Actually, random_page_cost *should* be a constant "4.0" or "3.5", which
represents the approximate ratio of seek/scan speed which has been
relatively constant across 6 years of HDD technology.  The only reason we
make it a configuration variable is that there's defects in our cost model
which cause users to want to tinker with it.

Mind you, that's gotten better in recent versions as well.  Lately I mostly
tinker with effective_cache_size and the various cpu_* stats rather than
modifying random_page_cost.

--
--Josh

Josh Berkus
PostgreSQL @ Sun
San Francisco

От:
Dan Harris
Дата:

Bill Moran wrote:
> In response to Dan Harris <>:
<snip>
>> Why does the user need to manually track max_fsm_pages and max_fsm_relations?  I
>> bet there are many users who have never taken the time to understand what this
>> means and wondering why performance still stinks after vacuuming their database
>> ( spoken from my own experience )
>
> But there are two distinct routes that can be taken if there's not enough
> fsm space: add fsm space or vacuum more frequently.  I don't want the system
> to eat up a bunch of memory for fsm entries if my workload indicates that
> I can easily vacuum more frequently.

There's no magic bullet here, but heuristics should be able to tell us you can
"easily vacuum more frequently"  And again, I said these things would be
*optional*.  Like an item in postgresql.conf
"i_have_read_the_manual_and_know_what_this_all_means = false #default false".
If you change it to true, you have all the control you're used to and nothing
will get in your way.

>
>> How about work_mem?  shared_buffers?  column statistics sizes? random_page_cost?
>
> The only one that seems practical (to me) is random_page_cost.  The others are
> all configuration options that I (as a DBA) want to be able to decide for
> myself.  For example, I have some dedicated PG servers that I pretty much
> max those values out at, to let PG know that it can use everything on the
> system -- but I also have some shared use machines with PG, where I carefully
> constrain those values so that PG doesn't muscle other daemons out of their
> share of the RAM (work_mem is probably the best example)
>

Just because you carefully constrain it does not preclude the ability for
program logic to maintain statistics to do what I suggested.
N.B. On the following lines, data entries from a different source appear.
mod cors;
mod health;
mod probe;

use std::net::SocketAddr;
use std::sync::Arc;

use anyhow::Context;
use axum::Router;
use axum::routing::get;
use murmur_config::Config;
use murmur_core::extract::error_response;
use murmur_core::{ErrorKind, RetryPolicy, ServiceRegistry, Upstream};
use secrecy::SecretString;
use tokio::net::TcpListener;
use tokio_util::sync::CancellationToken;
use tower_http::trace::TraceLayer;

pub use probe::Prober;

/// Assembled server with all routes and middleware
pub struct Server {
    router: Router,
    listen_address: SocketAddr,
    registry: Arc<ServiceRegistry>,
    prober: Prober,
    probe_interval: Option<std::time::Duration>,
}

impl Server {
    /// Build the server from configuration
    ///
    /// # Errors
    ///
    /// Returns an error if the configuration is incomplete or a service
    /// fails to initialize
    pub fn new(config: Config) -> anyhow::Result<Self> {
        let listen_address = config.server.listen_address();

        let api_key: SecretString = config
            .openai
            .api_key
            .clone()
            .context("an upstream API key is required")?;

        let client = murmur_core::build_http_client(config.openai.connect_timeout()?)
            .context("failed to build upstream HTTP client")?;

        let retry = RetryPolicy {
            max_retries: config.retry.max_retries,
            base_delay: config.retry.base_delay()?,
            max_delay: config.retry.max_delay()?,
            jitter: config.retry.jitter,
        };

        let registry = Arc::new(ServiceRegistry::new([stt::SERVICE_NAME, chat::SERVICE_NAME]));
        let upstream = Upstream::new(
            client,
            config.openai.base_url.clone(),
            api_key,
            retry,
            Arc::clone(&registry),
        );

        let stt_state = stt::build_server(&config, upstream.clone())?;
        let chat_state = chat::build_server(&config, upstream.clone())?;

        let prober = Prober::new(
            upstream,
            &[stt::SERVICE_NAME, chat::SERVICE_NAME],
            config.server.health.probe_timeout()?,
        );
        let health_state = health::HealthState {
            registry: Arc::clone(&registry),
            prober: prober.clone(),
        };

        let mut app = Router::new()
            .route("/health", get(health::health_handler))
            .route("/services", get(health::services_handler).with_state(health_state))
            .merge(stt::endpoint_router(stt_state.body_limit()).with_state(stt_state))
            .merge(chat::endpoint_router().with_state(chat_state))
            .fallback(not_found)
            .method_not_allowed_fallback(method_not_allowed);

        app = app.layer(TraceLayer::new_for_http());

        if let Some(ref cors_config) = config.server.cors {
            app = app.layer(cors::cors_layer(cors_config));
        }

        tracing::info!(
            base_url = %config.openai.base_url,
            transcription_model = %config.transcription.model,
            chat_model = %config.chat.model,
            max_retries = config.retry.max_retries,
            "server initialized"
        );

        Ok(Self {
            router: app,
            listen_address,
            registry,
            prober,
            probe_interval: config.server.health.probe_interval()?,
        })
    }

    /// Get the configured listen address
    #[must_use]
    pub const fn listen_address(&self) -> SocketAddr {
        self.listen_address
    }

    /// Shared service status registry
    #[must_use]
    pub fn registry(&self) -> Arc<ServiceRegistry> {
        Arc::clone(&self.registry)
    }

    /// Consume the server and return the inner router
    ///
    /// Useful for testing when the caller manages the listener
    pub fn into_router(self) -> Router {
        self.router
    }

    /// Start serving requests
    ///
    /// Blocks until the cancellation token is triggered. Background probes,
    /// when configured, stop with the same token.
    ///
    /// # Errors
    ///
    /// Returns an error if binding the TCP listener or serving fails
    pub async fn serve(self, shutdown: CancellationToken) -> anyhow::Result<()> {
        let listener = TcpListener::bind(self.listen_address)
            .await
            .with_context(|| format!("failed to bind {}", self.listen_address))?;

        self.serve_with_listener(listener, shutdown).await
    }

    /// Serve on an already bound listener
    ///
    /// # Errors
    ///
    /// Returns an error if serving fails
    pub async fn serve_with_listener(self, listener: TcpListener, shutdown: CancellationToken) -> anyhow::Result<()> {
        let local_addr = listener.local_addr()?;
        tracing::info!(%local_addr, "server listening");

        let probes = self
            .probe_interval
            .map(|interval| self.prober.spawn(interval, shutdown.child_token()));

        axum::serve(listener, self.router)
            .with_graceful_shutdown(async move {
                shutdown.cancelled().await;
                tracing::info!("graceful shutdown initiated");
            })
            .await?;

        if let Some(probes) = probes
            && let Err(e) = probes.await
        {
            tracing::warn!(error = %e, "background probe task ended abnormally");
        }

        Ok(())
    }
}

async fn not_found(uri: http::Uri) -> axum::response::Response {
    error_response(ErrorKind::NotFound, format!("no route for {}", uri.path()))
}

async fn method_not_allowed(method: http::Method, uri: http::Uri) -> axum::response::Response {
    error_response(
        ErrorKind::MethodNotAllowed,
        format!("method {method} is not allowed for {}", uri.path()),
    )
}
> It would be nice to have some kind of utility that could tell me what
> random_page_cost should be, as I've never felt comfortable tweaking it.
> Like some utility to run that would say "based on the seek tests I just
> ran, you should set random_page_cost to x".  Of course, if such a thing
> existed, it could just fill in the value for you.  But I haven't figured
> out how to pick a good value for that setting, so I have no idea how to
> suggest to have it automatically set.

Me either, but I thought if there's a reason it's user-settable, there must be
some demonstrable method for deciding what is best.

>
>> Couldn't some fairly simple regression tests akin to a VACUUM process spot
>> potential problems?  "Hey, it looks like you need more fsm_relations.. I bumped
>> that up automatically for you".  Or "These indexes look bloated, shall I
>> automatically reindex them for you?"
>
> A lot of that stuff does happen.  A vacuum verbose will tell you what it
> thinks you should do, but I don't _want_ it to do it automatically.  What
> if I create huge temporary tables once a week for some sort of analysis that
> overload the fsm space?  And if I'm dropping those tables when the analysis
> is done, do I want the fsm space constantly adjusting?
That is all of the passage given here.